▸ **SUPPLIED ENTRIES**
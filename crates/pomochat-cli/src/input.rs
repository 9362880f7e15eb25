//! Line input parsing.

/// A parsed line of user input.
#[derive(Debug, Clone, PartialEq, Eq)]
pub enum InputCommand {
    /// Send the line as a chat message.
    Send(String),
    /// Switch the conversation to another peer.
    Peer(String),
    /// Leave the current conversation.
    Leave,
    /// Dismiss the displayed error.
    Clear,
    /// Print the command list.
    Help,
    /// Exit.
    Quit,
    /// Slash command that is not recognised.
    Unknown(String),
    /// Nothing to do.
    Empty,
}

/// Command list shown by `/help`.
pub const HELP: &str = "\
commands:
  /peer <id>   chat with <id>
  /leave       leave the conversation
  /clear       dismiss the current error
  /quit        exit
anything else is sent as a message";

/// Parse one line of input.
///
/// Message text is passed through untrimmed; blank lines are ignored.
pub fn parse(line: &str) -> InputCommand {
    let trimmed = line.trim();
    if trimmed.is_empty() {
        return InputCommand::Empty;
    }

    let Some(command) = trimmed.strip_prefix('/') else {
        return InputCommand::Send(line.to_string());
    };

    let mut parts = command.splitn(2, char::is_whitespace);
    let name = parts.next().unwrap_or_default();
    let arg = parts.next().map(str::trim).unwrap_or_default();

    match (name, arg) {
        ("quit" | "q", _) => InputCommand::Quit,
        ("leave", _) => InputCommand::Leave,
        ("clear", _) => InputCommand::Clear,
        ("help", _) => InputCommand::Help,
        ("peer", peer) if !peer.is_empty() => InputCommand::Peer(peer.to_string()),
        _ => InputCommand::Unknown(trimmed.to_string()),
    }
}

▸ **EXERCISE BRIEF**
Retype the entries. Every line must match exactly.

▸ **EXERCISE RESULT**
filename crates/pomochat-cli/src/input.rs
repository 9362880f7e15eb25
//! Line input parsing.

/// A parsed line of user input.
#[derive(Debug, Clone, PartialEq, Eq)]
pub enum InputCommand {
    /// Send the line as a chat message.
    Send(String),
    /// Switch the conversation to another peer.
    Peer(String),
    /// Leave the current conversation.
    Leave,
    /// Dismiss the displayed error.
    Clear,
    /// Print the command list.
    Help,
    /// Exit.
    Quit,
    /// Slash command that is not recognised.
    Unknown(String),
    /// Nothing to do.
    Empty,
}

/// Command list shown by `/help`.
pub const HELP: &str = "\
commands:
  /peer <id>   chat with <id>
  /leave       leave the conversation
  /clear       dismiss the current error
  /quit        exit
anything else is sent as a message";

/// Parse one line of input.
///
/// Message text is passed through untrimmed; blank lines are ignored.
pub fn parse(line: &str) -> InputCommand {
    let trimmed = line.trim();
    if trimmed.is_empty() {
        return InputCommand::Empty;
    }

    let Some(command) = trimmed.strip_prefix('/') else {
        return InputCommand::Send(line.to_string());
    };

    let mut parts = command.splitn(2, char::is_whitespace);
    let name = parts.next().unwrap_or_default();
    let arg = parts.next().map(str::trim).unwrap_or_default();

    match (name, arg) {
        ("quit" | "q", _) => InputCommand::Quit,
        ("leave", _) => InputCommand::Leave,
        ("clear", _) => InputCommand::Clear,
        ("help", _) => InputCommand::Help,
        ("peer", peer) if !peer.is_empty() => InputCommand::Peer(peer.to_string()),
        _ => InputCommand::Unknown(trimmed.to_string()),
    }
}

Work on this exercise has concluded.